### Problem to solve
Scan the records and identify every line in which the string "Rejected" occurs, then return those lines.

Information section start

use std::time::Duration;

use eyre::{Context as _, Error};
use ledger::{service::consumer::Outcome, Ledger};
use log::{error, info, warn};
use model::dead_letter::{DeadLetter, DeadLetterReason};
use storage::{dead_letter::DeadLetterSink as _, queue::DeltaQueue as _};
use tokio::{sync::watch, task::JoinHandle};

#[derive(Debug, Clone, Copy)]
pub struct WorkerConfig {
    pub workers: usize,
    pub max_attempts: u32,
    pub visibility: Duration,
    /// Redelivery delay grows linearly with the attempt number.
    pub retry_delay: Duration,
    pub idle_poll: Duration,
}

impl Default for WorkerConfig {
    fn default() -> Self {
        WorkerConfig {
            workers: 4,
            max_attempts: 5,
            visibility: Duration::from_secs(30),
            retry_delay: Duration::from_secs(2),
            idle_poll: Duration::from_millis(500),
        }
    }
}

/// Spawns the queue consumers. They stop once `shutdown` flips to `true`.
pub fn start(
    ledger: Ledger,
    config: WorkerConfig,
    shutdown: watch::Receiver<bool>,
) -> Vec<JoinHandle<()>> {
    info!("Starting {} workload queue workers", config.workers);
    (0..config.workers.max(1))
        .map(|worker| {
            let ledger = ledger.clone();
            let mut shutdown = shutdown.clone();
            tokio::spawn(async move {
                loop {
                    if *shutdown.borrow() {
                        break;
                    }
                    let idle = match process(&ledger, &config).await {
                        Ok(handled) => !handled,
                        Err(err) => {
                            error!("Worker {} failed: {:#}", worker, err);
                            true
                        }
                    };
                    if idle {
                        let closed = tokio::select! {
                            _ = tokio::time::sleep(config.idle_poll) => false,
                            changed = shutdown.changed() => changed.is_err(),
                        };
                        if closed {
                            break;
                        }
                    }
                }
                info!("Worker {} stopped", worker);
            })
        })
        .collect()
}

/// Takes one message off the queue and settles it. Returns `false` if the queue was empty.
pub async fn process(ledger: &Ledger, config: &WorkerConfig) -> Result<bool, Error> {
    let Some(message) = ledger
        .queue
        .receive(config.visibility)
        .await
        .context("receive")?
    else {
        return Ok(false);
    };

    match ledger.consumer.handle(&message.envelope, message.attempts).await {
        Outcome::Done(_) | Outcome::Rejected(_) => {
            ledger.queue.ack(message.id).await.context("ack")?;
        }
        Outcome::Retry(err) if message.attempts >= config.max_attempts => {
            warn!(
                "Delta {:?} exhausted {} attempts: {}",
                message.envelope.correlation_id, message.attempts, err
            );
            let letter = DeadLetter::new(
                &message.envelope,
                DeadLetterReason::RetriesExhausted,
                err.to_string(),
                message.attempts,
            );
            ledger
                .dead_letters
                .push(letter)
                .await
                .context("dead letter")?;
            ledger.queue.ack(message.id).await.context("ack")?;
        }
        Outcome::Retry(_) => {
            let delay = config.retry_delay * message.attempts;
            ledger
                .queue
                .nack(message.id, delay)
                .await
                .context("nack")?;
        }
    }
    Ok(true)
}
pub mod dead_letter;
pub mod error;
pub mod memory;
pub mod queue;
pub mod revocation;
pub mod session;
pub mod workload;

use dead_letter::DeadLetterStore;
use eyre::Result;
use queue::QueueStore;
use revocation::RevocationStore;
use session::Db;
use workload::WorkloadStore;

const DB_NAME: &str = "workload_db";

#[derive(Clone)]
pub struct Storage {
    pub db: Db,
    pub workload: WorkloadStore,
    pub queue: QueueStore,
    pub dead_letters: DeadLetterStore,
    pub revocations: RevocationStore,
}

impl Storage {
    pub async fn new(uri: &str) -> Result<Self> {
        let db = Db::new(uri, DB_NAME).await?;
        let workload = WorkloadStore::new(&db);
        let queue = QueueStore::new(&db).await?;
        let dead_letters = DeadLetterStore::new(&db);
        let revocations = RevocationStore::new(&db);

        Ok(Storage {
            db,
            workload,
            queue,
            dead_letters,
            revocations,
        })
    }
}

Information section end
Information section start

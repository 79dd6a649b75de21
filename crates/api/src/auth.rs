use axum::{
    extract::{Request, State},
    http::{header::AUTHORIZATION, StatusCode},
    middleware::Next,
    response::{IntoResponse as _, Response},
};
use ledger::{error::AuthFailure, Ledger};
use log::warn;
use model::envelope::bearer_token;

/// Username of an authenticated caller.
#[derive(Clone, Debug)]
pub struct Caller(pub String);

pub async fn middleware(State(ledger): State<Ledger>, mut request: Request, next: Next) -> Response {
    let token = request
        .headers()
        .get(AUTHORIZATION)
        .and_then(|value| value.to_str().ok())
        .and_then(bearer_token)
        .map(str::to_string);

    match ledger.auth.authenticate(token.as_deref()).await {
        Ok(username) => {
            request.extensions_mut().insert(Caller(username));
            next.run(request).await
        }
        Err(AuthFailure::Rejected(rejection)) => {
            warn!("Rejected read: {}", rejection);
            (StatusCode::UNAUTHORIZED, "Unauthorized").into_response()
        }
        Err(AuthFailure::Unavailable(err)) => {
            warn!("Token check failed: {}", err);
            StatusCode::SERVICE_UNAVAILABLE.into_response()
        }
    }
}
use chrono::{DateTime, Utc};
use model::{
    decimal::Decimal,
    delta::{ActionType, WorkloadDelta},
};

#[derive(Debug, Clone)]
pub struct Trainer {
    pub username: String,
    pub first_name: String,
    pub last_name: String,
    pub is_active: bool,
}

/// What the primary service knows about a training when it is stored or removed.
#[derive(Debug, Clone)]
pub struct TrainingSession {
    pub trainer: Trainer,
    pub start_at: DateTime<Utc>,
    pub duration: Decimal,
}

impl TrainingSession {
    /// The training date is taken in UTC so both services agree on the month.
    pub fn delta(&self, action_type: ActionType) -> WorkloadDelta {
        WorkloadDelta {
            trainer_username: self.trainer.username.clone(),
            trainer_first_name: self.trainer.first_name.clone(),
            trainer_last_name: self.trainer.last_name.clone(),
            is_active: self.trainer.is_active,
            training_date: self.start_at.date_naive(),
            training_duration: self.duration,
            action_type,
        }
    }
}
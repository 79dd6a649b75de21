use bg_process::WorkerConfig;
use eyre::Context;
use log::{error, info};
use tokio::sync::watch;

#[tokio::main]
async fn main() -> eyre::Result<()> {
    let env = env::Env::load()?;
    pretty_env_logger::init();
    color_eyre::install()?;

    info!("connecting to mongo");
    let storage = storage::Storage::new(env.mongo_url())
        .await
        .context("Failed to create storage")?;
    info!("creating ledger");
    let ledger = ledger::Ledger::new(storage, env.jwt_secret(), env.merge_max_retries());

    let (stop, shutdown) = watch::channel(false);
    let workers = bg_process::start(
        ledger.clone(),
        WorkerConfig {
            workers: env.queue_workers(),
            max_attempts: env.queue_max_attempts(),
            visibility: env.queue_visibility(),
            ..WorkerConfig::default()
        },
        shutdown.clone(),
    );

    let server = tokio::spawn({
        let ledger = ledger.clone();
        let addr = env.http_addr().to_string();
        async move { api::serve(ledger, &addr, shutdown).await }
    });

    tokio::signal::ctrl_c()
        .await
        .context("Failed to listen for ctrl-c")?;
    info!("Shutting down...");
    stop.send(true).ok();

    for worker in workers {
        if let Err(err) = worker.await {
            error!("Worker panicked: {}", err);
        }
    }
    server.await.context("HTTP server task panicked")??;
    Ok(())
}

Information section end

### Exercise response
        Outcome::Done(_) | Outcome::Rejected(_) => {
        Err(AuthFailure::Rejected(rejection)) => {
            warn!("Rejected read: {}", rejection);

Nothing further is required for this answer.